One of the best things to come out of the pandemic has been a renewed sense of ‘loving local’. Whether it was a nearby walk that kept you sane during lockdown or a shop on your local high street, many of us began to appreciate what was on our doorstep.

And if you have broadened that out to supporting local food and drink suppliers, the good news is that there is an abundance of quality brands springing up across Scotland. In Ayrshire, there are some incredible distilleries and that are shaking up the drinks industry. Here’s some of our favourites.


If you are a bit of a newbie to the world of whisky, A.D. Rattray is the perfect place to go. Founded by Andrew Dewar Rattray way back in 1868, they are experts in selecting the very best in Scotch whisky. They are located within the beautifully renovated old village school in Kirkoswald (near Maybole) and have a family-led team of whisky experts with extensive experience in the industry. Starting life as a distributor of whisky, in 2004 they began bottling a selection of handpicked casks of whiskies for release to the market, The A. D. Rattray Cask Collection. By 2011 they had opened the A. D. Rattray Whisky Experience and Shop, where customers can learn how the firm works with distilleries across Scotland to source interesting spirits.

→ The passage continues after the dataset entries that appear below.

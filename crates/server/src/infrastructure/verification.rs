//! OTP and email verification

use async_trait::async_trait;
use serde::Deserialize;
use serde_json::json;

use clinical_core::{ClinicalError, ContactVerifier, Result};

#[derive(Deserialize)]
#[serde(rename_all = "camelCase")]
struct OtpVerification {
    is_verified: bool,
}

/// [`ContactVerifier`] backed by the OTP service
#[derive(Clone)]
pub struct HttpContactVerifier {
    http: reqwest::Client,
    base_url: String,
}

impl HttpContactVerifier {
    pub fn new(http: reqwest::Client, base_url: &str) -> Self {
        Self {
            http,
            base_url: base_url.trim_end_matches('/').to_string(),
        }
    }
}

fn is_plausible_email(email: &str) -> bool {
    match email.split_once('@') {
        Some((local, domain)) => {
            !local.is_empty()
                && !domain.contains('@')
                && domain.contains('.')
                && !domain.starts_with('.')
                && !domain.ends_with('.')
        }
        None => false,
    }
}

#[async_trait]
impl ContactVerifier for HttpContactVerifier {
    async fn verify_otp(&self, msisdn: &str, otp: &str) -> Result<bool> {
        let url = format!("{}/verify_otp/", self.base_url);
        let response = self
            .http
            .post(&url)
            .json(&json!({"msisdn": msisdn, "verificationCode": otp}))
            .send()
            .await
            .map_err(|e| ClinicalError::upstream("otp", "verify otp", e))?;
        if !response.status().is_success() {
            return Err(ClinicalError::upstream("otp", "verify otp", response.status()));
        }
        let verification: OtpVerification = response
            .json()
            .await
            .map_err(|e| ClinicalError::upstream("otp", "verify otp", e))?;
        Ok(verification.is_verified)
    }

    /// Checks the address locally, then records the opt-in choice.
    async fn validate_email(&self, email: &str, communication_opt_in: bool) -> Result<()> {
        if !is_plausible_email(email) {
            return Err(ClinicalError::validation(format!("invalid email: {email}")));
        }
        if !communication_opt_in {
            return Ok(());
        }

        let url = format!("{}/email_opt_in/", self.base_url);
        let response = self
            .http
            .post(&url)
            .json(&json!({"email": email, "optIn": true}))
            .send()
            .await
            .map_err(|e| ClinicalError::upstream("otp", "record email opt-in", e))?;
        if !response.status().is_success() {
            return Err(ClinicalError::upstream(
                "otp",
                "record email opt-in",
                response.status(),
            ));
        }
        Ok(())
    }
}
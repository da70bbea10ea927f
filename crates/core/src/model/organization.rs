use serde::{Deserialize, Serialize};

use super::datatypes::{Address, CodeableConcept, ContactPoint, Identifier, Meta, Reference};

/// A facility or other formally recognised grouping of people
#[derive(Debug, Clone, Default, PartialEq, Serialize, Deserialize)]
#[serde(rename_all = "camelCase")]
pub struct Organization {
    #[serde(skip_serializing_if = "Option::is_none")]
    pub id: Option<String>,
    #[serde(skip_serializing_if = "Option::is_none")]
    pub meta: Option<Meta>,
    #[serde(default, skip_serializing_if = "Vec::is_empty")]
    pub identifier: Vec<Identifier>,
    #[serde(skip_serializing_if = "Option::is_none")]
    pub active: Option<bool>,
    #[serde(rename = "type", default, skip_serializing_if = "Vec::is_empty")]
    pub type_: Vec<CodeableConcept>,
    #[serde(skip_serializing_if = "Option::is_none")]
    pub name: Option<String>,
    #[serde(default, skip_serializing_if = "Vec::is_empty")]
    pub alias: Vec<String>,
    #[serde(default, skip_serializing_if = "Vec::is_empty")]
    pub telecom: Vec<ContactPoint>,
    #[serde(default, skip_serializing_if = "Vec::is_empty")]
    pub address: Vec<Address>,
    #[serde(skip_serializing_if = "Option::is_none")]
    pub part_of: Option<Reference>,
}

super::impl_resource!(Organization, "Organization");
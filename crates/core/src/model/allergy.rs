use serde::{Deserialize, Serialize};

use super::choice::Onset;
use super::datatypes::{Annotation, CodeableConcept, Identifier, Meta, Reference};
use super::enums::{
    AllergyIntoleranceCategory, AllergyIntoleranceCriticality, AllergyIntoleranceType,
    ReactionSeverity,
};
use super::primitives::FhirDateTime;

#[derive(Debug, Clone, PartialEq, Serialize, Deserialize)]
#[serde(rename_all = "camelCase")]
pub struct AllergyIntolerance {
    #[serde(skip_serializing_if = "Option::is_none")]
    pub id: Option<String>,
    #[serde(skip_serializing_if = "Option::is_none")]
    pub meta: Option<Meta>,
    #[serde(default, skip_serializing_if = "Vec::is_empty")]
    pub identifier: Vec<Identifier>,
    #[serde(skip_serializing_if = "Option::is_none")]
    pub clinical_status: Option<CodeableConcept>,
    #[serde(skip_serializing_if = "Option::is_none")]
    pub verification_status: Option<CodeableConcept>,
    #[serde(rename = "type", skip_serializing_if = "Option::is_none")]
    pub type_: Option<AllergyIntoleranceType>,
    #[serde(default, skip_serializing_if = "Vec::is_empty")]
    pub category: Vec<AllergyIntoleranceCategory>,
    #[serde(skip_serializing_if = "Option::is_none")]
    pub criticality: Option<AllergyIntoleranceCriticality>,
    #[serde(skip_serializing_if = "Option::is_none")]
    pub code: Option<CodeableConcept>,
    pub patient: Reference,
    #[serde(skip_serializing_if = "Option::is_none")]
    pub encounter: Option<Reference>,
    #[serde(flatten, deserialize_with = "crate::model::choice::optional")]
    pub onset: Option<Onset>,
    #[serde(skip_serializing_if = "Option::is_none")]
    pub recorded_date: Option<FhirDateTime>,
    #[serde(skip_serializing_if = "Option::is_none")]
    pub recorder: Option<Reference>,
    #[serde(skip_serializing_if = "Option::is_none")]
    pub asserter: Option<Reference>,
    #[serde(skip_serializing_if = "Option::is_none")]
    pub last_occurrence: Option<FhirDateTime>,
    #[serde(default, skip_serializing_if = "Vec::is_empty")]
    pub note: Vec<Annotation>,
    #[serde(default, skip_serializing_if = "Vec::is_empty")]
    pub reaction: Vec<AllergyIntoleranceReaction>,
}

super::impl_resource!(AllergyIntolerance, "AllergyIntolerance");

impl AllergyIntolerance {
    pub fn new(patient: Reference) -> Self {
        Self {
            id: None,
            meta: None,
            identifier: Vec::new(),
            clinical_status: None,
            verification_status: None,
            type_: None,
            category: Vec::new(),
            criticality: None,
            code: None,
            patient,
            encounter: None,
            onset: None,
            recorded_date: None,
            recorder: None,
            asserter: None,
            last_occurrence: None,
            note: Vec::new(),
            reaction: Vec::new(),
        }
    }
}

/// Adverse reaction event linked to exposure to the substance
#[derive(Debug, Clone, Default, PartialEq, Serialize, Deserialize)]
#[serde(rename_all = "camelCase")]
pub struct AllergyIntoleranceReaction {
    #[serde(skip_serializing_if = "Option::is_none")]
    pub substance: Option<CodeableConcept>,
    #[serde(default)]
    pub manifestation: Vec<CodeableConcept>,
    #[serde(skip_serializing_if = "Option::is_none")]
    pub description: Option<String>,
    #[serde(skip_serializing_if = "Option::is_none")]
    pub onset: Option<FhirDateTime>,
    #[serde(skip_serializing_if = "Option::is_none")]
    pub severity: Option<ReactionSeverity>,
    #[serde(skip_serializing_if = "Option::is_none")]
    pub exposure_route: Option<CodeableConcept>,
    #[serde(default, skip_serializing_if = "Vec::is_empty")]
    pub note: Vec<Annotation>,
}

#[cfg(test)]
mod tests {
    use super::*;
    use crate::model::Resource;

    #[test]
    fn test_allergy_round_trip() {
        let json = serde_json::json!({
            "resourceType": "AllergyIntolerance",
            "id": "a1",
            "type": "allergy",
            "category": ["medication"],
            "criticality": "high",
            "code": {"coding": [{"system": "/orgs/CIEL/sources/CIEL/concepts", "code": "162298"}], "text": "Penicillin"},
            "patient": {"reference": "Patient/p1"},
            "encounter": {"reference": "Encounter/e1"},
            "onsetDateTime": "2019-05-01",
            "recordedDate": "2024-01-01T08:00:00Z",
            "reaction": [{"manifestation": [{"text": "Hives"}], "severity": "moderate"}]
        });

        let allergy = AllergyIntolerance::from_payload(json.clone()).unwrap();
        assert_eq!(allergy.category, vec![AllergyIntoleranceCategory::Medication]);
        assert_eq!(allergy.reaction[0].severity, Some(ReactionSeverity::Moderate));
        assert_eq!(allergy.to_payload().unwrap(), json);
    }

    #[test]
    fn test_unknown_criticality_is_rejected() {
        let json = serde_json::json!({
            "resourceType": "AllergyIntolerance",
            "patient": {"reference": "Patient/p1"},
            "criticality": "extreme"
        });
        let err = AllergyIntolerance::from_payload(json).unwrap_err();
        assert!(err.to_string().contains("AllergyIntoleranceCriticality"));
    }
}
use chrono::Utc;
use tracing::{info, warn};
use uuid::Uuid;

use clinical_core::dto::{
    NameInput, PatientCreatedEvent, PatientInput, PatientOutput, PatientRegistrationInput,
};
use clinical_core::model::{FhirDate, FhirDateTime, Patient};
use clinical_core::translators::{
    contacts_to_contact_points, id_to_identifier, identity_documents_to_identifiers,
    languages_to_communication, marital_status_to_codeable_concept, name_to_human_name,
    next_of_kin_to_contact, phones_to_contact_points, photos_to_attachments,
    physical_postal_addresses_to_fhir_addresses,
};
use clinical_core::{ClinicalError, Result, normalize_msisdn};

use super::ClinicalUseCases;
use crate::infrastructure::events::{PATIENT_CREATED_TOPIC, publish_best_effort};
use crate::infrastructure::resources;
use crate::infrastructure::tenant::TenantContext;

const ALREADY_EXISTS: &str = "patient with phone number already exists";

pub(crate) fn patient_output(patient: &Patient) -> PatientOutput {
    PatientOutput {
        id: patient.id.clone().unwrap_or_default(),
        active: patient.active.unwrap_or(false),
        name: patient.display_name(),
        phone_numbers: patient.phone_numbers(),
        gender: patient.gender,
        birth_date: patient.birth_date.as_ref().map(ToString::to_string),
    }
}

impl ClinicalUseCases {
    /// Whether a patient with this phone number is already on file.
    ///
    /// A read followed by a separate create: two concurrent registrations
    /// of the same number can both see `false`.
    pub async fn check_patient_existence_using_phone_number(&self, phone: &str) -> Result<bool> {
        let msisdn = normalize_msisdn(phone, &self.defaults.calling_code)?;
        let params = vec![("phone".to_string(), msisdn)];
        let found = self.infra.fhir.search("Patient", &params).await?;
        Ok(!found.is_empty())
    }

    async fn ensure_phones_unused<'a>(&self, phones: impl IntoIterator<Item = &'a str>) -> Result<()> {
        for phone in phones {
            if self.check_patient_existence_using_phone_number(phone).await? {
                return Err(ClinicalError::AlreadyExists(ALREADY_EXISTS.to_string()));
            }
        }
        Ok(())
    }

    /// Clinician-driven patient creation with trusted phone numbers.
    pub async fn create_patient(&self, ctx: &TenantContext, input: PatientInput) -> Result<PatientOutput> {
        input.validate()?;

        let identifier = identity_documents_to_identifiers(&input.identification_documents, &self.defaults)?;
        let phones = input
            .phone_numbers
            .iter()
            .map(|p| normalize_msisdn(p, &self.defaults.calling_code))
            .collect::<Result<Vec<_>>>()?;

        self.ensure_phones_unused(phones.iter().map(String::as_str)).await?;

        let at = FhirDateTime::now();
        let name = NameInput {
            first_name: input.first_name,
            last_name: input.last_name,
            other_names: input.other_names,
        };
        let patient = Patient {
            id: Some(Uuid::new_v4().to_string()),
            active: Some(true),
            identifier,
            name: name_to_human_name(&[name], &at),
            telecom: phones_to_contact_points(&phones, &self.defaults, &at)?,
            gender: Some(input.gender),
            birth_date: Some(FhirDate::from(input.birth_date)),
            ..Default::default()
        };

        let created = resources::create(&*self.infra.fhir, &patient).await?;
        info!(patient_id = ?created.id, "Created patient");

        self.publish_patient_created(ctx, &created).await;
        Ok(patient_output(&created))
    }

    /// Self-registration: contacts are OTP-verified and photos uploaded
    /// before anything is written.
    pub async fn register_patient(
        &self,
        ctx: &TenantContext,
        input: PatientRegistrationInput,
    ) -> Result<PatientOutput> {
        input.validate()?;

        self.ensure_phones_unused(input.phone_numbers.iter().map(|p| p.msisdn.as_str()))
            .await?;

        let at = FhirDateTime::now();
        let defaults = &self.defaults;
        let identifier = id_to_identifier(
            &input.identification_documents,
            &input.phone_numbers,
            defaults,
            &at,
        )?;
        let telecom = contacts_to_contact_points(
            &input.phone_numbers,
            &input.emails,
            &*self.infra.verifier,
            defaults,
            &at,
        )
        .await?;
        let contact =
            next_of_kin_to_contact(&input.next_of_kin, &*self.infra.verifier, defaults, &at).await?;
        let photo = photos_to_attachments(&input.photos, &*self.infra.media, defaults, &at).await?;

        let patient = Patient {
            id: Some(Uuid::new_v4().to_string()),
            active: Some(input.active),
            identifier,
            name: name_to_human_name(&input.names, &at),
            telecom,
            gender: Some(input.gender),
            birth_date: Some(FhirDate::from(input.birth_date)),
            address: physical_postal_addresses_to_fhir_addresses(
                &input.physical_addresses,
                &input.postal_addresses,
                defaults,
                &at,
            ),
            marital_status: input.marital_status.map(marital_status_to_codeable_concept),
            photo,
            contact,
            communication: languages_to_communication(&input.languages),
            ..Default::default()
        };

        let created = resources::create(&*self.infra.fhir, &patient).await?;
        info!(patient_id = ?created.id, "Registered patient");

        self.publish_patient_created(ctx, &created).await;
        Ok(patient_output(&created))
    }

    pub async fn get_patient(&self, patient_id: &str) -> Result<PatientOutput> {
        let patient: Patient = resources::get(&*self.infra.fhir, patient_id).await?;
        Ok(patient_output(&patient))
    }

    async fn publish_patient_created(&self, ctx: &TenantContext, patient: &Patient) {
        let user_id = match self.infra.tenant.get_logged_in_user(ctx).await {
            Ok(user) => user.user_id,
            Err(e) => {
                warn!(error = %e, "Publishing patient event without a user");
                String::new()
            }
        };
        let id = patient.id.clone().unwrap_or_default();
        let event = PatientCreatedEvent {
            id: id.clone(),
            active: patient.active.unwrap_or(false),
            client_type: String::new(),
            enrollment_date: Some(Utc::now()),
            fhir_patient_id: id,
            emr_health_record_id: String::new(),
            treatment_buddy: String::new(),
            counselled: false,
            organisation: ctx.organization_id.clone(),
            user_id,
            current_facility_id: ctx.facility_id.clone().unwrap_or_default(),
            chv: String::new(),
            caregiver: String::new(),
        };
        publish_best_effort(&*self.infra.events, PATIENT_CREATED_TOPIC, &event).await;
    }
}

It is still an independent, family-owned business, but William Grant & Sons is the third largest producer of Scotch whisky in the world. William Grant himself was born in Dufftown in 1839 and established the Glenfiddich distillery with his children in 1887. The firm has now grown to encompass several well-known brands, including Sailor Jerry Rum, Hendrick’s Gin and Monkey Shoulder Whisky. One of William Grant & Sons most important facilities is its Girvan distillery, built in 1963 on the Grangestone Industrial Estate on the outskirts of the town. It is one of the largest production sites of its kind in Scotland – as well as one of the most energy efficient – where spirits like Hendrick’s are produced on a large scale. Since 2007, the site has also incorporated the Ailsa Bay Distillery.



The husband-and-wife team behind the Inventor’s Gin take their inspiration from the land and sea of Ayrshire. A traditional juniper-based gin, nettle and heather root the spirit to the landscape, while the smoked pink pepper and red chilli adds a kick that sets it apart. The gin is inspired by Scotland’s contributions to the Industrial Revolution, and rich history of inventions and discoveries, with a lot of trial and error before they landed on the perfect recipe. The Inventor’s Gin is created using traditional ingredients, and the ‘bathtub’ process, with the ingredients being blended and slowly infused before distillation in a copper pot still.


Known to many people in the west of Scotland by the name of its only town, Millport, the Isle of Cumbrae has long been a destination of rest and relaxation. And that’s what the team behind the Isle of Cumbrae Distillers hope to achieve with their gin collection. Their signature gin, Nostalgin, won gold at the Gin Masters, while Croc Rock (inspired by Millport’s famous painted rock) won silver at the Gin Masters. This was a huge achievement given the first gin only launched in September 2020, with the all-female distilling team breaking boundaries in a traditionally male-dominated industry.


Having started out in 1995 with one distillery on the north of the island, Arran whisky expanded in 2019 to open a second distillery in the south. Arran Single Malt starts its life as Scottish rainwater at Loch Na Davie in the hills high above the distillery, with the purity of the water meaning they can create a clean, sweet dram which is entirely unadulterated. They offer a range of single malts, limited edition whiskies, cream liqueurs and blends.